Work instruction: Filter the lines below, keeping each one that holds "messages".
※
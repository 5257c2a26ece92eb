//! PDU framer: splits outbound messages into packets and reassembles
//! inbound packets into logical messages.

use std::io::IoSlice;

use bytes::{Buf, BufMut, Bytes, BytesMut};
use tds_protocol::{PacketHeader, PacketStatus, PacketType, PACKET_HEADER_SIZE};

use crate::error::TransportError;
use crate::transport::Transport;

/// Splits outbound payloads into TDS packets and reassembles inbound
/// packets into logical messages, over a generic [`Transport`].
///
/// A logical message is the run of packets sharing one `PacketType` up to
/// and including the packet with `END_OF_MESSAGE` set. The framer tracks
/// an outbound packet-number counter (wrapping at `u8`, reset to 1 at the
/// start of each new message) and the negotiated packet size, which an
/// `ENVCHANGE` `packet_size` token may update mid-session.
pub struct Framer<T: Transport> {
    transport: T,
    packet_size: usize,
    packet_number: u8,
    outbound: BytesMut,
    outbound_type: Option<PacketType>,
    /// Residual bytes left over from a previous `receive_message`/
    /// `receive_at_least` call that belong to the *next* logical message.
    residual: BytesMut,
}

impl<T: Transport> Framer<T> {
    /// Wrap a transport with the default negotiated packet size (4096).
    pub fn new(transport: T) -> Self {
        Self::with_packet_size(transport, tds_protocol::DEFAULT_PACKET_SIZE)
    }

    /// Wrap a transport with an explicit negotiated packet size.
    pub fn with_packet_size(transport: T, packet_size: usize) -> Self {
        Self {
            transport,
            packet_size,
            packet_number: 1,
            outbound: BytesMut::new(),
            outbound_type: None,
            residual: BytesMut::new(),
        }
    }

    /// Current negotiated packet size (applies to outbound packets only).
    #[must_use]
    pub fn packet_size(&self) -> usize {
        self.packet_size
    }

    /// Update the negotiated packet size, as observed from an `ENVCHANGE`
    /// `packet_size` token.
    pub fn set_packet_size(&mut self, packet_size: usize) {
        self.packet_size = packet_size;
    }

    /// Borrow the underlying transport (for `disconnect`, diagnostics, etc).
    pub fn transport_mut(&mut self) -> &mut T {
        &mut self.transport
    }

    /// Begin a new outbound logical message of the given packet type,
    /// discarding any partially-built payload from a prior call.
    pub fn begin_message(&mut self, packet_type: PacketType) {
        self.outbound.clear();
        self.outbound_type = Some(packet_type);
    }

    /// Append bytes to the in-progress outbound payload.
    pub fn append(&mut self, bytes: &[u8]) {
        self.outbound.extend_from_slice(bytes);
    }

    /// Split the accumulated payload into packets of at most
    /// `packet_size - PACKET_HEADER_SIZE` bytes, set `END_OF_MESSAGE` on
    /// the last one, and send them in order.
    pub fn finalize_and_send(&mut self) -> Result<(), TransportError> {
        let packet_type = self
            .outbound_type
            .expect("finalize_and_send called without begin_message");
        let max_payload = self.packet_size.saturating_sub(PACKET_HEADER_SIZE).max(1);

        let payload = std::mem::take(&mut self.outbound);
        let mut offset = 0usize;
        let total = payload.len();

        loop {
            let remaining = total - offset;
            let chunk_len = remaining.min(max_payload);
            let is_last = remaining <= max_payload;
            let chunk = &payload[offset..offset + chunk_len];

            let status = if is_last {
                PacketStatus::END_OF_MESSAGE
            } else {
                PacketStatus::NORMAL
            };
            let header = PacketHeader::new(packet_type, status, (PACKET_HEADER_SIZE + chunk_len) as u16)
                .with_packet_id(self.packet_number);

            let header_bytes = header.encode_to_bytes();
            tracing::trace!(
                packet_type = ?packet_type,
                length = header.length,
                is_eom = is_last,
                packet_number = self.packet_number,
                "tds-transport: sending packet"
            );
            self.transport
                .send(&[IoSlice::new(&header_bytes), IoSlice::new(chunk)])?;

            self.packet_number = self.packet_number.wrapping_add(1);
            offset += chunk_len;

            if is_last {
                break;
            }
        }

        self.outbound_type = None;
        self.packet_number = 1;
        Ok(())
    }

    /// Read packets until one arrives with `END_OF_MESSAGE` set, returning
    /// the concatenated payload of the logical message.
    pub fn receive_message(&mut self) -> Result<Bytes, TransportError> {
        let mut message = BytesMut::new();
        message.extend_from_slice(&self.residual);
        self.residual.clear();

        let mut expected_type: Option<PacketType> = None;
        loop {
            let mut header_buf = [0u8; PACKET_HEADER_SIZE];
            self.transport.recv_exact(&mut header_buf)?;
            let header = PacketHeader::decode(&mut &header_buf[..])?;

            match expected_type {
                None => expected_type = Some(header.packet_type),
                Some(expected) if expected != header.packet_type => {
                    return Err(TransportError::MixedPacketType {
                        expected,
                        actual: header.packet_type,
                    });
                }
                Some(_) => {}
            }

            let payload_len = header.payload_length();
            let mut payload = vec![0u8; payload_len];
            self.transport.recv_exact(&mut payload)?;
            tracing::trace!(
                packet_type = ?header.packet_type,
                length = header.length,
                is_eom = header.is_end_of_message(),
                "tds-transport: received packet"
            );
            message.extend_from_slice(&payload);

            if header.is_end_of_message() {
                break;
            }
        }

        Ok(message.freeze())
    }

    /// Ensure the front of an in-progress logical message holds at least
    /// `n` more bytes than have already been consumed, reading further
    /// packets as needed. `consumed` is everything the caller's parser has
    /// already taken from a prior `receive_message`/`receive_at_least`
    /// result; this call returns the full buffer (consumed + new bytes)
    /// so the caller can re-slice from `consumed` onward.
    pub fn receive_at_least(
        &mut self,
        buffered: &mut BytesMut,
        n: usize,
    ) -> Result<(), TransportError> {
        while buffered.remaining() < n {
            let mut header_buf = [0u8; PACKET_HEADER_SIZE];
            self.transport.recv_exact(&mut header_buf)?;
            let header = PacketHeader::decode(&mut &header_buf[..])?;
            let payload_len = header.payload_length();
            let mut payload = vec![0u8; payload_len];
            self.transport.recv_exact(&mut payload)?;
            buffered.put_slice(&payload);

            if header.is_end_of_message() {
                break;
            }
        }
        Ok(())
    }
}

#[cfg(test)]
mod tests {
    use super::*;
    use std::collections::VecDeque;

    struct MemTransport {
        inbound: VecDeque<u8>,
        outbound: Vec<u8>,
    }

    impl MemTransport {
        fn new(inbound: Vec<u8>) -> Self {
            Self {
                inbound: inbound.into(),
                outbound: Vec::new(),
            }
        }
    }

    impl Transport for MemTransport {
        fn connect(&mut self, _host: &str, _port: u16) -> Result<(), TransportError> {
            Ok(())
        }

        fn disconnect(&mut self) -> Result<(), TransportError> {
            Ok(())
        }

        fn send(&mut self, bufs: &[IoSlice<'_>]) -> Result<(), TransportError> {
            for buf in bufs {
                self.outbound.extend_from_slice(buf);
            }
            Ok(())
        }

        fn recv_exact(&mut self, buf: &mut [u8]) -> Result<(), TransportError> {
            if self.inbound.len() < buf.len() {
                return Err(TransportError::RecvFailed(std::io::Error::new(
                    std::io::ErrorKind::UnexpectedEof,
                    "not enough bytes",
                )));
            }
            for slot in buf.iter_mut() {
                *slot = self.inbound.pop_front().expect("checked length above");
            }
            Ok(())
        }
    }

    #[test]
    fn single_packet_round_trip() {
        let mut framer = Framer::new(MemTransport::new(Vec::new()));
        framer.begin_message(PacketType::SqlBatch);
        framer.append(b"SELECT 1");
        framer.finalize_and_send().unwrap();

        let sent = framer.transport_mut().outbound.clone();
        assert_eq!(sent.len(), PACKET_HEADER_SIZE + 8);
        let header = PacketHeader::decode(&mut &sent[..]).unwrap();
        assert!(header.is_end_of_message());
        assert_eq!(&sent[PACKET_HEADER_SIZE..], b"SELECT 1");
    }

    #[test]
    fn large_message_splits_into_multiple_packets() {
        let mut framer = Framer::with_packet_size(MemTransport::new(Vec::new()), 16);
        framer.begin_message(PacketType::SqlBatch);
        framer.append(&[0xAB; 40]);
        framer.finalize_and_send().unwrap();

        let sent = framer.transport_mut().outbound.clone();
        let mut cursor = &sent[..];
        let mut packets = 0;
        let mut total_payload = 0;
        while !cursor.is_empty() {
            let header = PacketHeader::decode(&mut cursor).unwrap();
            let payload_len = header.payload_length();
            cursor = &cursor[payload_len..];
            total_payload += payload_len;
            packets += 1;
            if header.is_end_of_message() {
                break;
            }
        }
        assert_eq!(total_payload, 40);
        assert!(packets > 1);
    }

    #[test]
    fn receive_message_reassembles_packets() {
        let mut first = PacketHeader::new(PacketType::TabularResult, PacketStatus::NORMAL, 12)
            .encode_to_bytes()
            .to_vec();
        first.extend_from_slice(b"hello ");
        let mut second = PacketHeader::new(
            PacketType::TabularResult,
            PacketStatus::END_OF_MESSAGE,
            14,
        )
        .encode_to_bytes()
        .to_vec();
        second.extend_from_slice(b"world!");

        let mut inbound = first;
        inbound.extend_from_slice(&second);

        let mut framer = Framer::new(MemTransport::new(inbound));
        let message = framer.receive_message().unwrap();
        assert_eq!(&message[..], b"hello world!");
    }

    #[test]
    fn mixed_packet_type_is_fatal() {
        let mut first = PacketHeader::new(PacketType::TabularResult, PacketStatus::NORMAL, 9)
            .encode_to_bytes()
            .to_vec();
        first.push(b'a');
        let mut second = PacketHeader::new(PacketType::SqlBatch, PacketStatus::END_OF_MESSAGE, 9)
            .encode_to_bytes()
            .to_vec();
        second.push(b'b');

        let mut inbound = first;
        inbound.extend_from_slice(&second);

        let mut framer = Framer::new(MemTransport::new(inbound));
        assert!(matches!(
            framer.receive_message(),
            Err(TransportError::MixedPacketType { .. })
        ));
    }
}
※
Answer space:
//! PDU framer: splits outbound messages into packets and reassembles
//! inbound packets into logical messages.
/// packets into logical messages, over a generic [`Transport`].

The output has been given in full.